I can get the rendered version from WordPress, but we were working at a higher level. If we had had a place to put the source, alongside the rendered version, we would have been in business.

I asked, nicely I hope

I asked that WordPress allow me to store a bit of data along with the post. They did consider the idea, but explained that this might create security issues, so they couldn't do it. So I build a whole CMS, so I could have the editor I wanted. This post is written using that CMS.

The missing front-door on Medium

Re Ev's product, Medium -- I wanted a front door so I could hook their great rendering engine into my writing environment. I really shouldn't be doing what I'm doing with myword.io, they should just provide an easy way for other tools to hook in.

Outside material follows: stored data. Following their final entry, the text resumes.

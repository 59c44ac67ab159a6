//! Domain entities - the core business objects.

mod post;

pub use post::{Post, PostDraft, PostId};
use serde::Serialize;

use crate::domain::Post;
use crate::error::ApiError;

use super::{LIST_LOAD_FAILED, Route};

/// Descending display number for the row at `index` in a list of `total`.
///
/// Independent of the post id.
pub fn display_number(total: usize, index: usize) -> usize {
    total.saturating_sub(index)
}

/// One table row of the list page.
#[derive(Debug, Clone, PartialEq, Eq, Serialize)]
pub struct PostRow {
    pub number: usize,
    pub href: String,
    pub title: String,
    pub author: String,
    pub date: String,
}

/// Settled state of the list page.
#[derive(Debug, Clone, Serialize)]
pub struct ListPage {
    pub count: usize,
    pub rows: Vec<PostRow>,
    pub empty: bool,
    pub error: Option<String>,
    pub write_href: String,
}

impl ListPage {
    pub fn loaded(posts: &[Post]) -> Self {
        let total = posts.len();
        let rows = posts
            .iter()
            .enumerate()
            .map(|(index, post)| PostRow {
                number: display_number(total, index),
                href: Route::Detail(post.id).path(),
                title: post.title.clone(),
                author: post.author.clone(),
                date: post.short_date(),
            })
            .collect();

        Self {
            count: total,
            rows,
            empty: total == 0,
            error: None,
            write_href: Route::Write.path(),
        }
    }

    /// A failed fetch keeps nothing from earlier loads.
    pub fn failed() -> Self {
        Self {
            count: 0,
            rows: Vec::new(),
            empty: false,
            error: Some(LIST_LOAD_FAILED.to_string()),
            write_href: Route::Write.path(),
        }
    }

    pub fn from_result(result: Result<Vec<Post>, ApiError>) -> Self {
        match result {
            Ok(posts) => Self::loaded(&posts),
            Err(_) => Self::failed(),
        }
    }
}

#[cfg(test)]
mod tests {
    use super::*;
    use crate::domain::PostId;
    use chrono::NaiveDate;

    fn post(id: i64, title: &str) -> Post {
        Post {
            id: PostId::new(id),
            title: title.to_string(),
            content: "body".to_string(),
            author: "Alice".to_string(),
            created_at: NaiveDate::from_ymd_opt(2024, 3, 9)
                .unwrap()
                .and_hms_opt(8, 0, 0)
                .unwrap(),
            updated_at: None,
        }
    }

    #[test]
    fn test_display_number_descends() {
        assert_eq!(display_number(5, 0), 5);
        assert_eq!(display_number(5, 4), 1);
    }

    #[test]
    fn test_rows_keep_backend_order_and_ignore_ids() {
        let posts = vec![post(42, "newest"), post(7, "middle"), post(99, "oldest")];
        let page = ListPage::loaded(&posts);

        let titles: Vec<&str> = page.rows.iter().map(|r| r.title.as_str()).collect();
        assert_eq!(titles, vec!["newest", "middle", "oldest"]);

        let numbers: Vec<usize> = page.rows.iter().map(|r| r.number).collect();
        assert_eq!(numbers, vec![3, 2, 1]);

        assert_eq!(page.rows[0].href, "/post/42");
        assert_eq!(page.rows[0].date, "2024.03.09");
        assert_eq!(page.count, 3);
        assert!(!page.empty);
    }

    #[test]
    fn test_empty_collection() {
        let page = ListPage::loaded(&[]);
        assert!(page.empty);
        assert!(page.rows.is_empty());
        assert_eq!(page.error, None);
    }

    #[test]
    fn test_failure_clears_rows() {
        let page = ListPage::from_result(Err(ApiError::Transport("refused".into())));
        assert_eq!(page.error.as_deref(), Some(LIST_LOAD_FAILED));
        assert!(page.rows.is_empty());
        assert!(!page.empty);
    }
}
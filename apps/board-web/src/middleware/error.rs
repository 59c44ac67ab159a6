//! Error handling - failures that escape a page become an HTML error page.

use std::sync::LazyLock;

use actix_web::http::header::ContentType;
use actix_web::{HttpResponse, ResponseError, http::StatusCode};
use serde::Serialize;

use board_core::view::Route;

use crate::views::Views;

/// Registry for pages rendered outside a handler, where `AppState` is out of reach.
static VIEWS: LazyLock<Option<Views>> = LazyLock::new(|| {
    Views::new()
        .inspect_err(|e| tracing::error!(error = %e, "Failed to build error page templates"))
        .ok()
});

#[derive(Serialize)]
struct StatusPage {
    heading: &'static str,
    error: &'static str,
    list_href: String,
}

/// Application-level error type rendered as a standalone HTML page.
#[derive(Debug, thiserror::Error)]
pub enum AppError {
    #[error("Not found: {0}")]
    NotFound(String),

    #[error("Template error: {0}")]
    Template(#[from] tera::Error),
}

impl AppError {
    fn heading(&self) -> &'static str {
        match self {
            AppError::NotFound(_) => "Page not found",
            AppError::Template(_) => "Something went wrong",
        }
    }

    fn message(&self) -> &'static str {
        match self {
            AppError::NotFound(_) => "The page you are looking for does not exist.",
            AppError::Template(_) => "The page could not be displayed. Please try again.",
        }
    }
}

impl ResponseError for AppError {
    fn status_code(&self) -> StatusCode {
        match self {
            AppError::NotFound(_) => StatusCode::NOT_FOUND,
            AppError::Template(_) => StatusCode::INTERNAL_SERVER_ERROR,
        }
    }

    fn error_response(&self) -> HttpResponse {
        if let AppError::Template(e) = self {
            tracing::error!("Template error: {}", e);
        }

        // The requested path is never echoed back.
        let page = StatusPage {
            heading: self.heading(),
            error: self.message(),
            list_href: Route::List.path(),
        };
        let rendered = VIEWS
            .as_ref()
            .map(|views| views.page(page.heading, "status.html", &page));
        let body = match rendered {
            Some(Ok(html)) => html,
            Some(Err(e)) => {
                tracing::error!(error = %e, "Failed to render error page");
                self.message().to_string()
            }
            None => self.message().to_string(),
        };

        HttpResponse::build(self.status_code())
            .content_type(ContentType::html())
            .body(body)
    }
}

/// Result type alias for handlers.
pub type AppResult<T> = Result<T, AppError>;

What I have is 90 percent of the effect people are looking for, and it's good for the web. An ecosystem could develop around it. I know Ev doesn't believe in software ecosystems. Fine. Let's see if he's right.

I know there are great CSS guys out there who don't work for him. myword.io is open source, so anything can happen. And maybe writers will help this part of the web stay free from Silicon Valley siloization. I know it's a dream, but I'm a dreamer.


Last built: Mon, Aug 24, 2015 at 9:07 AM

By Dave Winer, Friday, February 13, 2015 at 1:18 PM. Reallll soooon now...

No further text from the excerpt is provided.